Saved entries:
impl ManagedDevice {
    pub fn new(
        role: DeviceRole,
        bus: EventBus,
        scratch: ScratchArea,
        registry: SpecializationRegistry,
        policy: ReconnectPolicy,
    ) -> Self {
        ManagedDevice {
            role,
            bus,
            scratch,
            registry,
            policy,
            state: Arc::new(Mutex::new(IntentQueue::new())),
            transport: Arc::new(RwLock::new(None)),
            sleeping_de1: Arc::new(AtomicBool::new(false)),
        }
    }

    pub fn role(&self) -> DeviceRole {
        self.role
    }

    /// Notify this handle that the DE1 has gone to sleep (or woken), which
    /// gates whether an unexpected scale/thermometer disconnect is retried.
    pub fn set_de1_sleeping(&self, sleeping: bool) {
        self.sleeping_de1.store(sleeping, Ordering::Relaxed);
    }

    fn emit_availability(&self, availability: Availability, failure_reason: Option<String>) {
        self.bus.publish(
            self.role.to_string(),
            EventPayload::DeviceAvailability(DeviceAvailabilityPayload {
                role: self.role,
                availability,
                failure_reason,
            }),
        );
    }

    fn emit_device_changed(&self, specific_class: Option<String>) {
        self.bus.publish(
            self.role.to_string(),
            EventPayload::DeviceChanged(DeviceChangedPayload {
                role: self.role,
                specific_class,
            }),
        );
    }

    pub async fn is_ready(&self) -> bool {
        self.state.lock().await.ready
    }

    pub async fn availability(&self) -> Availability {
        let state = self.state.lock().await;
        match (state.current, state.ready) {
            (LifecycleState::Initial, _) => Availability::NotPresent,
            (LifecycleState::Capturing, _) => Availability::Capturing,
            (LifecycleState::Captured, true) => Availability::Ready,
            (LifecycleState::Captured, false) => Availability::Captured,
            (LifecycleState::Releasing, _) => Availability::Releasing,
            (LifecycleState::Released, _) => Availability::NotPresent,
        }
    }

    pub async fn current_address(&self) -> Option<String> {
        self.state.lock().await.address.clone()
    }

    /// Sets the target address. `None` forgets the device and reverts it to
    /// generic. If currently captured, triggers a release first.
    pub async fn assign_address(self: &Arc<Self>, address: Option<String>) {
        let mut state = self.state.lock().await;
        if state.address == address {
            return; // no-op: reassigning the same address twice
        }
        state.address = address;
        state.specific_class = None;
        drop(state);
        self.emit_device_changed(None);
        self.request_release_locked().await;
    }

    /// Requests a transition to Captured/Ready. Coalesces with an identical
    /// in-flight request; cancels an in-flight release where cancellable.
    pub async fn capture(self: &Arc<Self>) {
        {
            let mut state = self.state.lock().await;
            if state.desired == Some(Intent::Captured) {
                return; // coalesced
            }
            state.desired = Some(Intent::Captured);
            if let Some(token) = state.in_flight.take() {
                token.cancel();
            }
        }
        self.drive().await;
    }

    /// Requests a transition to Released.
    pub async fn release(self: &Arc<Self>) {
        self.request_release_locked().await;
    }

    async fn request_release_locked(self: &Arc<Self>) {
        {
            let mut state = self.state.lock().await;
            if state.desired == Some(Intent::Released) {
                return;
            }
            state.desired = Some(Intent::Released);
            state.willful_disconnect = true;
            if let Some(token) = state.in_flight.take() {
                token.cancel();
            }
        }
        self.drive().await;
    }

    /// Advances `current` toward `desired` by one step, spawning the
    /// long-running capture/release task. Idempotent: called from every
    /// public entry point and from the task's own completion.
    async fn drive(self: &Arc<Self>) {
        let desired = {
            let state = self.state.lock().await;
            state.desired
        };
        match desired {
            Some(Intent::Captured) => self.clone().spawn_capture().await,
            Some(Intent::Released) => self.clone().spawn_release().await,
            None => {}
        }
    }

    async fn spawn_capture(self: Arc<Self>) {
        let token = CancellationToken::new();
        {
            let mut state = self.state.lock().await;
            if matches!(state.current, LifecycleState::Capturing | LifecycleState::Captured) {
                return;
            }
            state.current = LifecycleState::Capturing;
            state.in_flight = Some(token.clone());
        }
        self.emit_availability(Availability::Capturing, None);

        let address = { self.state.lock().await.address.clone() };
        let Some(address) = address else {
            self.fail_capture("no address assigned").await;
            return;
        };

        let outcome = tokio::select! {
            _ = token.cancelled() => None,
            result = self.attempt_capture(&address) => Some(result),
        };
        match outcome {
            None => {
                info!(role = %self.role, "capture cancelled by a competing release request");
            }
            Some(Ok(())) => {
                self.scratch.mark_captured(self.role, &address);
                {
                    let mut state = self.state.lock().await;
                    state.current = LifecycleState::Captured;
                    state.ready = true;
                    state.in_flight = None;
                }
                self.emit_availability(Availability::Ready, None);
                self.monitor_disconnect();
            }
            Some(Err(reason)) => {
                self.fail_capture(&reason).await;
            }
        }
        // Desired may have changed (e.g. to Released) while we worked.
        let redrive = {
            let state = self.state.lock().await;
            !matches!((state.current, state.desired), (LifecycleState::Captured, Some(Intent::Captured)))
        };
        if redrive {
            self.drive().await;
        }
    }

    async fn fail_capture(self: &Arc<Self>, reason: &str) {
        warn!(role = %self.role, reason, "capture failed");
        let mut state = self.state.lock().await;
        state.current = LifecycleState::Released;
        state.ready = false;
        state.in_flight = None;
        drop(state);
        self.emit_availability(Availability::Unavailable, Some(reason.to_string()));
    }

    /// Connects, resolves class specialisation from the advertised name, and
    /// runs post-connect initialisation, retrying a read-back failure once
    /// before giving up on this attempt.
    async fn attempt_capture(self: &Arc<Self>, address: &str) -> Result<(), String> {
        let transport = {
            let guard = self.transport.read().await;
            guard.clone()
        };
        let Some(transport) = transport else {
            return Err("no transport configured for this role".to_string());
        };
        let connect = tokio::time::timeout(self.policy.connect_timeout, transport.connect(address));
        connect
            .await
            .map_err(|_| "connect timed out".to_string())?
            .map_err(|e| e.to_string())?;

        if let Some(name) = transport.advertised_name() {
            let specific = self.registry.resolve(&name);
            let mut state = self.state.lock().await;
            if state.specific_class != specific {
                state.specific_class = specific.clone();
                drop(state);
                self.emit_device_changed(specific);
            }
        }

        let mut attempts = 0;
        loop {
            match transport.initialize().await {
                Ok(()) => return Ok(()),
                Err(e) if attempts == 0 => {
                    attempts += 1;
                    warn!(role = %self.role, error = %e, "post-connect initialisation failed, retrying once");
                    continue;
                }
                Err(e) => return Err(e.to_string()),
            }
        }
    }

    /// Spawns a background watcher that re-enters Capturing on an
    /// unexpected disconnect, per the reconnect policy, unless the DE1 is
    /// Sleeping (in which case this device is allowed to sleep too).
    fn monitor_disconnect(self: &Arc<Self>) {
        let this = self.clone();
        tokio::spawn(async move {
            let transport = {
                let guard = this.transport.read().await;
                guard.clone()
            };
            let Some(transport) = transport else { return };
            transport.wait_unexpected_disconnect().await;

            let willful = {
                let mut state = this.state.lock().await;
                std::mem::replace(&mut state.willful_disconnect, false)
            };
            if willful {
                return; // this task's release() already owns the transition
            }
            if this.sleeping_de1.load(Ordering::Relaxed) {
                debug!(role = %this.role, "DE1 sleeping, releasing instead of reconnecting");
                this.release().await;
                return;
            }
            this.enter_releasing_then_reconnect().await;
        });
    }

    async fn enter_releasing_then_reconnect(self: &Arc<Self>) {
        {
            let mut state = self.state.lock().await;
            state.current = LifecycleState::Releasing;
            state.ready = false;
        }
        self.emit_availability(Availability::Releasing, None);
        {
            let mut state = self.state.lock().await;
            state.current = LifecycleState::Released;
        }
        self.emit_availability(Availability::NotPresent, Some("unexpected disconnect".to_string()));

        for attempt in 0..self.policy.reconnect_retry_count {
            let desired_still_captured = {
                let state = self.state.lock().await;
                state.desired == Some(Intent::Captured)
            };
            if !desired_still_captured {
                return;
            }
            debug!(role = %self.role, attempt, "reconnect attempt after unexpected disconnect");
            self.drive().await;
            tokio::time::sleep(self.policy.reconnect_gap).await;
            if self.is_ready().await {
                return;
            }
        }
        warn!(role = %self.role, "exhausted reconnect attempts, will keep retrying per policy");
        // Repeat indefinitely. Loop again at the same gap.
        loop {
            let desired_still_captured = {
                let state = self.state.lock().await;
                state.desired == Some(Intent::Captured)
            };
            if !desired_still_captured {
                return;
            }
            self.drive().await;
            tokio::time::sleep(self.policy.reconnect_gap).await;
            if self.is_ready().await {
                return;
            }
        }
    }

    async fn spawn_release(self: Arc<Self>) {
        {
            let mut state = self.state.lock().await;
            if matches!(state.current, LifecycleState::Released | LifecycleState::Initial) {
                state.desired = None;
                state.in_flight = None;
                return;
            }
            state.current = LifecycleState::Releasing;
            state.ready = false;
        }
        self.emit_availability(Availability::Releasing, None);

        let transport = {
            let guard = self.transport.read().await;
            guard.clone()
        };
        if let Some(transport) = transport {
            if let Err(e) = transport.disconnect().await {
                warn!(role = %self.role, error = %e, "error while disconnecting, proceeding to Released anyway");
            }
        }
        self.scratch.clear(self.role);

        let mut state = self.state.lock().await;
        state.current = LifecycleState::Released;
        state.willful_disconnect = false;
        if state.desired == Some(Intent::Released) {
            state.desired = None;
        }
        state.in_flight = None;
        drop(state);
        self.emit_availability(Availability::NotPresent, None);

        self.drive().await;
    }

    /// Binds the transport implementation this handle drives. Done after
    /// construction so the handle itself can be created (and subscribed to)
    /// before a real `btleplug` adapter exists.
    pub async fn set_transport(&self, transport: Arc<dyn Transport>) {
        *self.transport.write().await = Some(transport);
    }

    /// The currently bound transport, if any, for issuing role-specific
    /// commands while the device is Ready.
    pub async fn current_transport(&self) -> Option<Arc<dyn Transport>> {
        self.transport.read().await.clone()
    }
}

EXERCISE OBJECTIVE :: In the records above, find each line with the word "attempts" and copy it.

ANSWER TO THE EXERCISE ::
        let mut attempts = 0;
                Err(e) if attempts == 0 => {
                    attempts += 1;
        warn!(role = %self.role, "exhausted reconnect attempts, will keep retrying per policy");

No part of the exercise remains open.